My research seeks to address this challenge by studying the interface of molecular spins with external stimuli such as light, strain, temperature, and electric fields, and controlling molecular spin superpositions and entanglement. Key aims include: demonstrating a spin-based sensor in an organic molecule, achieving room temperature sensor readout with light, efficiently coupling molecular spins to strain and thermal fields, and generating entanglement among single spins. From these fundamental insights, a broad class of tailor-made molecular quantum sensors could be realised, with implications for understanding both physics and biology.

2. Spins in molecular materials and devices.

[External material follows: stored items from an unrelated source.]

use sector_engine::application::agent_registry::AgentRegistry;
use sector_engine::application::comms_bus::CommsBus;
use sector_engine::application::discussion_engine::DiscussionEngine;
use sector_engine::application::manager_controller::ManagerController;
use sector_engine::application::sector_registry::SectorRegistry;
use sector_engine::application::sector_ticker::SectorTicker;
use sector_engine::application::voting_engine::VotingEngine;
use sector_engine::application::watchdog::DiscussionWatchdog;
use sector_engine::domain::agent::Role;
use sector_engine::domain::discussion::DiscussionStatus;
use sector_engine::domain::errors::EngineError;
use sector_engine::domain::signal::{Action, AgentSignal};
use sector_engine::infrastructure::oracle::{NullOracle, OracleClient};
use sector_engine::infrastructure::persistence::PersistenceStore;
use std::sync::Arc;
use std::time::Duration;

fn temp_store() -> Arc<PersistenceStore> {
    let dir = std::env::temp_dir().join(format!("e2e_scenario_{}", uuid::Uuid::new_v4()));
    Arc::new(PersistenceStore::new(dir))
}

fn signal(agent_id: &str, action: Action, confidence: f64, win_rate: f64) -> AgentSignal {
    AgentSignal {
        agent_id: agent_id.to_string(),
        action,
        confidence,
        symbol: "ACME".to_string(),
        allocation_percent: 10.0,
        reasoning: "scenario fixture".to_string(),
        win_rate,
    }
}

/// Scenario 1: unanimous BUY.
#[test]
fn unanimous_buy_resolves_with_zero_conflict() {
    let engine = VotingEngine::new(0.5);
    let signals = vec![
        signal("a1", Action::Buy, 0.8, 0.6),
        signal("a2", Action::Buy, 0.8, 0.6),
        signal("a3", Action::Buy, 0.8, 0.6),
    ];
    let decision = engine.decide(&signals);
    assert_eq!(decision.action, Action::Buy);
    assert!((decision.confidence - 0.8).abs() < 1e-6);
    assert_eq!(decision.conflict_score, 0.0);
    assert_eq!(decision.selected_agent.as_deref(), Some("a1"));
}

/// Scenario 2: high conflict, tied tally, resolved by higher-average-win-rate
/// cluster. The spec's worked conflict_score value depends on an ambiguous
/// sum-vs-mean reading (see DESIGN.md); this asserts only the unambiguous
/// claims: winning action and conflict_score above the threshold.
#[test]
fn high_conflict_resolves_to_buy_cluster() {
    let engine = VotingEngine::new(0.5);
    let signals = vec![
        signal("a1", Action::Buy, 0.9, 0.8),
        signal("a2", Action::Buy, 0.9, 0.8),
        signal("a3", Action::Sell, 0.85, 0.2),
        signal("a4", Action::Sell, 0.85, 0.2),
    ];
    let decision = engine.decide(&signals);
    assert_eq!(decision.action, Action::Buy);
    assert!(decision.conflict_score >= 0.5);
}

/// Scenario 3: readiness triggers a discussion; a subsequent tick finds the
/// existing non-terminal discussion rather than creating a second one.
#[tokio::test]
async fn readiness_triggers_discussion_and_is_idempotent_on_next_tick() {
    let store = temp_store();
    let oracle = Arc::new(OracleClient::new(Arc::new(NullOracle), Duration::from_millis(20), 0));
    let agents = Arc::new(AgentRegistry::new(store.clone(), oracle.clone(), 200, 12));
    let sectors = Arc::new(SectorRegistry::new(store.clone()));
    let discussions = Arc::new(DiscussionEngine::new(store.clone(), agents.clone(), sectors.clone(), oracle, 0.5, 1));
    let comms = Arc::new(CommsBus::new(store.clone()));
    let manager = Arc::new(ManagerController::new(discussions.clone(), comms, Duration::from_secs(60)));
    let ticker = SectorTicker::new(store.clone(), agents.clone(), sectors.clone(), manager, 65.0);

    let sector = sectors.create_sector("Energy".to_string(), None).await.unwrap();
    for confidence in [70.0, 66.0, 80.0] {
        let agent = agents.create_agent("trader", Some(sector.id), Some(Role::Trader)).await.unwrap();
        agents
            .update_agent(
                &agent.id,
                sector_engine::application::agent_registry::AgentPatch {
                    confidence: Some(confidence),
                    ..Default::default()
                },
            )
            .await
            .unwrap();
    }

    let first_outcome = ticker.tick_sector(sector.id).await.unwrap();
    assert!(first_outcome.discussion_ready);
    let open_rooms_after_first = discussions.list_open_in_progress().await.unwrap();
    assert_eq!(open_rooms_after_first.len(), 1);

    let second_outcome = ticker.tick_sector(sector.id).await.unwrap();
    assert!(second_outcome.discussion_ready);
    let open_rooms_after_second = discussions.list_open_in_progress().await.unwrap();
    assert_eq!(open_rooms_after_second.len(), 1);
    assert_eq!(open_rooms_after_first[0].id, open_rooms_after_second[0].id);
}

/// Scenario 4: oracle outage, collectArguments falls back to
/// generateAgentSignal, and produceDecision still terminates with a
/// DECIDED room.
#[tokio::test]
async fn oracle_outage_still_reaches_a_decision() {
    let store = temp_store();
    let oracle = Arc::new(OracleClient::new(Arc::new(NullOracle), Duration::from_millis(20), 0));
    let agents = Arc::new(AgentRegistry::new(store.clone(), oracle.clone(), 200, 12));
    let sectors = Arc::new(SectorRegistry::new(store.clone()));
    let discussions = DiscussionEngine::new(store, agents.clone(), sectors.clone(), oracle, 0.5, 0);

    let sector = sectors.create_sector("Metals".to_string(), None).await.unwrap();
    let agent = agents.create_agent("analyst", Some(sector.id), Some(Role::Analyst)).await.unwrap();

    let room = discussions
        .start_discussion(sector.id, "Outlook".to_string(), Some(vec![agent.id.clone()]))
        .await
        .unwrap();
    assert_eq!(room.status, DiscussionStatus::Created);

    let decided = discussions.produce_decision(room.id).await.unwrap();
    assert_eq!(decided.status, DiscussionStatus::Decided);
    assert!(decided.final_decision.is_some());
}

/// Scenario 5: watchdog force-resolves a room stalled past STALL_THRESHOLD
/// with no messages, producing HOLD/confidence 0/conflict_score 1.0 and a
/// "stalled" close reason.
#[tokio::test]
async fn watchdog_force_resolves_a_stalled_room() {
    let store = temp_store();
    let oracle = Arc::new(OracleClient::new(Arc::new(NullOracle), Duration::from_millis(20), 0));
    let agents = Arc::new(AgentRegistry::new(store.clone(), oracle.clone(), 200, 12));
    let sectors = Arc::new(SectorRegistry::new(store.clone()));
    let discussions = Arc::new(DiscussionEngine::new(store, agents, sectors.clone(), oracle, 0.5, 0));
    let watchdog = DiscussionWatchdog::new(discussions.clone(), Duration::from_millis(0), Duration::from_secs(3600));

    let sector = sectors.create_sector("Agriculture".to_string(), None).await.unwrap();
    let room = discussions
        .start_discussion(sector.id, "Outlook".to_string(), Some(vec![]))
        .await
        .unwrap();
    assert_eq!(room.status, DiscussionStatus::Created);

    watchdog.sweep().await.unwrap();

    let resolved = discussions.get_room(room.id).await.unwrap();
    assert_eq!(resolved.status, DiscussionStatus::Closed);
    let decision = resolved.final_decision.unwrap();
    assert_eq!(decision.action, Action::Hold);
    assert_eq!(decision.confidence, 0.0);
    assert_eq!(decision.conflict_score, 1.0);
}

/// Scenario 6: two concurrent createAgent calls against a sector already at
/// MAX_AGENTS_PER_SECTOR - 1. Exactly one succeeds, the other fails with
/// CapacityExceeded, and the final count equals MAX_AGENTS_PER_SECTOR with
/// no duplicate ids.
#[tokio::test]
async fn concurrent_create_agent_at_capacity_admits_exactly_one() {
    let store = temp_store();
    let oracle = Arc::new(OracleClient::new(Arc::new(NullOracle), Duration::from_millis(20), 0));
    let max_per_sector = 3;
    let agents = Arc::new(AgentRegistry::new(store.clone(), oracle, 200, max_per_sector));
    let sectors = Arc::new(SectorRegistry::new(store.clone()));
    let sector = sectors.create_sector("Tech".to_string(), None).await.unwrap();

    for _ in 0..max_per_sector - 1 {
        agents.create_agent("filler", Some(sector.id), Some(Role::Trader)).await.unwrap();
    }

    let agents_a = agents.clone();
    let agents_b = agents.clone();
    let sector_id = sector.id;
    let (result_a, result_b) = tokio::join!(
        agents_a.create_agent("racer-a", Some(sector_id), Some(Role::Trader)),
        agents_b.create_agent("racer-b", Some(sector_id), Some(Role::Trader)),
    );

    let successes = [&result_a, &result_b].into_iter().filter(|r| r.is_ok()).count();
    let failures = [&result_a, &result_b].into_iter().filter(|r| r.is_err()).count();
    assert_eq!(successes, 1, "exactly one of the two concurrent creates should succeed");
    assert_eq!(failures, 1);

    let failed = if result_a.is_err() { result_a } else { result_b };
    assert!(matches!(failed.unwrap_err(), EngineError::CapacityExceeded(_)));

    let roster = agents.list_for_sector(sector_id).await.unwrap();
    assert_eq!(roster.len(), max_per_sector);
    let unique_ids: std::collections::HashSet<_> = roster.iter().map(|a| a.id.clone()).collect();
    assert_eq!(unique_ids.len(), max_per_sector);
}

In addition to being a powerful resource for quantum sensing, spin also offers a native nanoscale window into the function of molecular devices, such as next-generation light-emitting diodes and solar cells. These systems naturally generate long-lived spin states, offering a sensitive intrinsic means to map structure and dynamics down to nanometre length scales that would otherwise be extremely challenging to access. This spin-based window provides a means to unravel phenomena ranging from light harvesting and photocatalysis to light emission and charge recombination, understand the role of spin-dependent processes on device performance, and ultimately aid deterministic design of future molecular devices.

As a second complementary research theme, I will use spin as a native probe to understand the microscopic processes behind next-generation light-emitting and light-harvesting materials. Using spin-sensitive methods down to the ultimate limit of single molecules, I aim to provide unprecedented insight into these photophysical phenomena, and the foundations from which novel optoelectronic devices can be constructed.

By focusing on two conventionally distinct but symbiotic themes of quantum sensing and optoelectronic materials, I aim to cross-pollinate these fields: the quantum sensing theme will provide new approaches to understand next-generation optoelectronic devices, while the molecular devices theme will provide new materials and architectures that could be utilised for quantum sensing. Overall, these efforts will lead to new possibilities for quantum-engineered molecular materials and devices.